**WORK INSTRUCTIONS**
Among the records below, find the lines that contain "HeaderMap" and copy each of them.
===============
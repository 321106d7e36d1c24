//! POST /trace: runtime trace events. Every event is logged; a sample of
//! them is also written to the audit log as `runtime-trace`.

use crate::error::ApiResult;
use crate::state::{actor, AppState};
use axum::extract::State;
use axum::http::{HeaderMap, StatusCode};
use axum::Json;
use serde_json::{json, Value};

pub async fn ingest(
    State(state): State<AppState>,
    headers: HeaderMap,
    Json(payload): Json<Value>,
) -> ApiResult<(StatusCode, Json<Value>)> {
    let project_id = payload.get("projectId").and_then(Value::as_i64).unwrap_or(0);
    state.require_project(project_id)?;

    let revision_id = payload.get("revisionId").and_then(Value::as_i64);
    let trace = payload.get("trace").unwrap_or(&Value::Null);
    let kind = trace.get("type").and_then(Value::as_str).unwrap_or("unknown");
    let trace_payload = trace.get("payload").unwrap_or(&Value::Null);
    tracing::info!(
        target: "dve_server::trace",
        project_id,
        ?revision_id,
        kind,
        payload = %trace_payload,
        "runtime trace"
    );

    if state.trace_sampler().sample() {
        state
            .store()?
            .audit(project_id, revision_id, actor(&headers).as_deref(), "runtime-trace", payload);
    }

    Ok((StatusCode::ACCEPTED, Json(json!({ "success": true }))))
}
===============
**ANSWER BOX**
use axum::http::{HeaderMap, StatusCode};
    headers: HeaderMap,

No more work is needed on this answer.